◆ **Your instructions**
Beginning with the line that contains "entry and exit." in the material below, print each line exactly until the line that contains "pub struct PositionId(pub u64);" has been printed, then stop.

(Data Opens)

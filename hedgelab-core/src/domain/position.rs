//! Open position held by the ledger between entry and exit.

use super::signal::Direction;
use super::trade::{ExitReason, Trade};
use chrono::NaiveDateTime;
use serde::{Deserialize, Serialize};

/// Monotonic position identifier, unique within one simulation run.
#[derive(Debug, Clone, Copy, PartialEq, Eq, Hash, PartialOrd, Ord, Serialize, Deserialize)]
pub struct PositionId(pub u64);

/// Side of an open position. Opposing sides are never netted.
#[derive(Debug, Clone, Copy, PartialEq, Eq, Hash, Serialize, Deserialize)]
pub enum Side {
    Long,
    Short,
}

impl Side {
    /// Side implied by a signal direction; `None` for flat.
    pub fn from_direction(direction: Direction) -> Option<Self> {
        match direction {
            Direction::Long => Some(Side::Long),
            Direction::Short => Some(Side::Short),
            Direction::Flat => None,
        }
    }

    /// +1.0 for long, -1.0 for short.
    pub fn sign(self) -> f64 {
        match self {
            Side::Long => 1.0,
            Side::Short => -1.0,
        }
    }
}

/// A position opened at a bar close with fixed ATR-based exit levels.
#[derive(Debug, Clone, PartialEq, Serialize, Deserialize)]
pub struct Position {
    pub id: PositionId,
    pub side: Side,
    pub entry_time: NaiveDateTime,
    pub entry_index: usize,
    pub entry_price: f64,
    pub size: f64,
    /// ATR at entry; SL/TP distances are multiples of it.
    pub entry_atr: f64,
    pub confidence: f64,
    pub volatility_ratio: f64,
    /// Margin reserved at entry, released exactly once on an SL/TP close.
    pub margin: f64,
}

impl Position {
    pub fn take_profit(&self, tp_mult: f64) -> f64 {
        self.entry_price + self.side.sign() * tp_mult * self.entry_atr
    }

    pub fn stop_loss(&self, sl_mult: f64) -> f64 {
        self.entry_price - self.side.sign() * sl_mult * self.entry_atr
    }

    /// Price difference gained by exiting at `exit_price`.
    pub fn pnl_points(&self, exit_price: f64) -> f64 {
        match self.side {
            Side::Long => exit_price - self.entry_price,
            Side::Short => self.entry_price - exit_price,
        }
    }

    /// Consume the position into an immutable trade record.
    pub fn close(
        self,
        exit_time: NaiveDateTime,
        exit_index: usize,
        exit_price: f64,
        holding_bars: usize,
        exit_reason: ExitReason,
    ) -> Trade {
        let pnl_points = self.pnl_points(exit_price);
        let pnl = pnl_points * self.size;
        Trade {
            id: self.id,
            side: self.side,
            entry_time: self.entry_time,
            entry_index: self.entry_index,
            entry_price: self.entry_price,
            size: self.size,
            entry_atr: self.entry_atr,
            confidence: self.confidence,
            volatility_ratio: self.volatility_ratio,
            margin: self.margin,
            exit_time,
            exit_index,
            exit_price,
            pnl_points,
            pnl,
            holding_bars,
            exit_reason,
        }
    }
}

(Data Closes)

◆ **Written answer**
//! Open position held by the ledger between entry and exit.

use super::signal::Direction;
use super::trade::{ExitReason, Trade};
use chrono::NaiveDateTime;
use serde::{Deserialize, Serialize};

/// Monotonic position identifier, unique within one simulation run.
#[derive(Debug, Clone, Copy, PartialEq, Eq, Hash, PartialOrd, Ord, Serialize, Deserialize)]
pub struct PositionId(pub u64);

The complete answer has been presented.